Anyway, it is clear that the prop free wheeled faster than usual which caused additional drag.
carlmeek wrote:
The engine stopped, but, due to ts free-wheel mechanism, the propeller continued to rotate increasing the drag and causing a significantly higher rate of descent during the subsequent forced landing than for a propeller at idle or stopped.
Its not clear to me how a propeller freewheeling while disconnected from any braking load causes additional drag relative to a stationary propeller. Conservation of energy says that additional drag results from increased energy absorbed by engine’s braking load: if the propeller turns faster while connected to the same braking torque the power absorbed by the engine increases, so the aircraft descends faster. If the propeller is connected to nothing, there is no brake to absorb energy so propeller rpm is irrelevant to braking power.
If the “freewheel mechanism” does have enough friction effect to act as a brake, it must’ve got very hot to absorb the energy from the increased rate of descent!
Silvaire wrote:
Its not clear to me how a propeller freewheeling while disconnected from any braking load causes additional drag relative to a stationary propeller.
A stationary propeller creates drag by forcing the air particles to be displaced from were they would otherwise be. i.e. changes in pressure and velocity, like the rest of airframe. A rotating propeller does the same thing, and depending on angle of attack and speed it has the potential to do more so than a stationary propeller.
The amount of drag should be equal to the force created by the pressure changes around the propeller. Conservation of energy says that additional drag results from increased energy absorbed by engine’s braking load AND the additional pressure changes made to the air. At very high blade speeds you also have additional effect of compressibility.
That was a beautiful explanation of prop braking quoted by JasonC, but sometimes a picture helps:
The aircraft is moving from right to left, and the propeller blade in the picture is free to rotate in a vertical plane, and is moving downwards in this case.
I have exaggerated angles and scales to show things more clearly.
From the blade’s point of view the relative wind is coming from the bottom left.
By definition the Drag is in the same direction as the wind and the Lift is at right angles to it.
The equilibrium prop speed is when the Drag component opposing rotation matches the Lift component promoting it, which I have tried to show with the gray lines marked “Dr” and “Lr”.
At this equilibrium both forces have components resisting aircraft motion, i.e. point backwards :-)
Beautifully put, thanks!
Fantastic!
This also means that a huge part of the braking effect comes from the aerodynamic forces acting on the rotating prop – this works even if there is no torque from the engine acting as a brake.

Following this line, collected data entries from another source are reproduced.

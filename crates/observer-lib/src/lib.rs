//! Observer engine library
//!
//! This crate provides the core of the incident observer:
//! - Statistical anomaly detection over watched time-series
//! - Commit correlation for root-cause suspects
//! - The approval-gated remediation workflow state machine
//! - The scheduler/control loop and its status projections
//! - Health checks and observability

pub mod activity;
pub mod config;
pub mod correlate;
pub mod detect;
pub mod engine;
pub mod error;
pub mod health;
pub mod models;
pub mod observability;
pub mod remediation;
pub mod source;
pub mod workflow;

pub use config::{ObserverConfig, WatchTarget};
pub use engine::{ObserverEngine, ObserverStatus, RunState};
pub use error::{ObserverError, StepError};
pub use models::*;
pub use observability::ObserverMetrics;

I still don’t get why, at the same RPM, the number and shape of blades makes any difference to this. It does not make a (significant) difference when moving under engine power.
DavidS wrote:
At this equilibrium both forces have components resisting aircraft motion, i.e. point backwards :-)
Indeed and if you allow the propeller to free wheel at its maximum speed instead of allowing it be braked by an engine then both the magnitude of those vectors will increase!